**INSTRUCTIONS TO FOLLOW:**
From the first line to the last, reproduce the data exactly.

**MATERIAL PROVIDED:**
= = = = =

//! Wire protocol spoken over the sidecar's stdio channel.
//!
//! Every frame is one newline-terminated JSON object:
//!
//! - `codec`: [`LinesCodec`](tokio_util::codec::LinesCodec)-based line framing.
//! - `frame`: inbound request parsing and outbound frame shapes.
//! - `action`: the closed set of actions a request may name.
//! - `sink`: the mutex-guarded writer shared by every task that emits frames.

pub mod action;
pub mod codec;
pub mod frame;
pub mod sink;

pub use action::Action;
pub use frame::{ChatEvent, FrameRejection, OutboundFrame, RequestFrame};
pub use sink::OutputSink;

= = = = =

**ANSWER SECTION:**
//! Wire protocol spoken over the sidecar's stdio channel.
//!
//! Every frame is one newline-terminated JSON object:
//!
//! - `codec`: [`LinesCodec`](tokio_util::codec::LinesCodec)-based line framing.
//! - `frame`: inbound request parsing and outbound frame shapes.
//! - `action`: the closed set of actions a request may name.
//! - `sink`: the mutex-guarded writer shared by every task that emits frames.

pub mod action;
pub mod codec;
pub mod frame;
pub mod sink;

pub use action::Action;
pub use frame::{ChatEvent, FrameRejection, OutboundFrame, RequestFrame};
pub use sink::OutputSink;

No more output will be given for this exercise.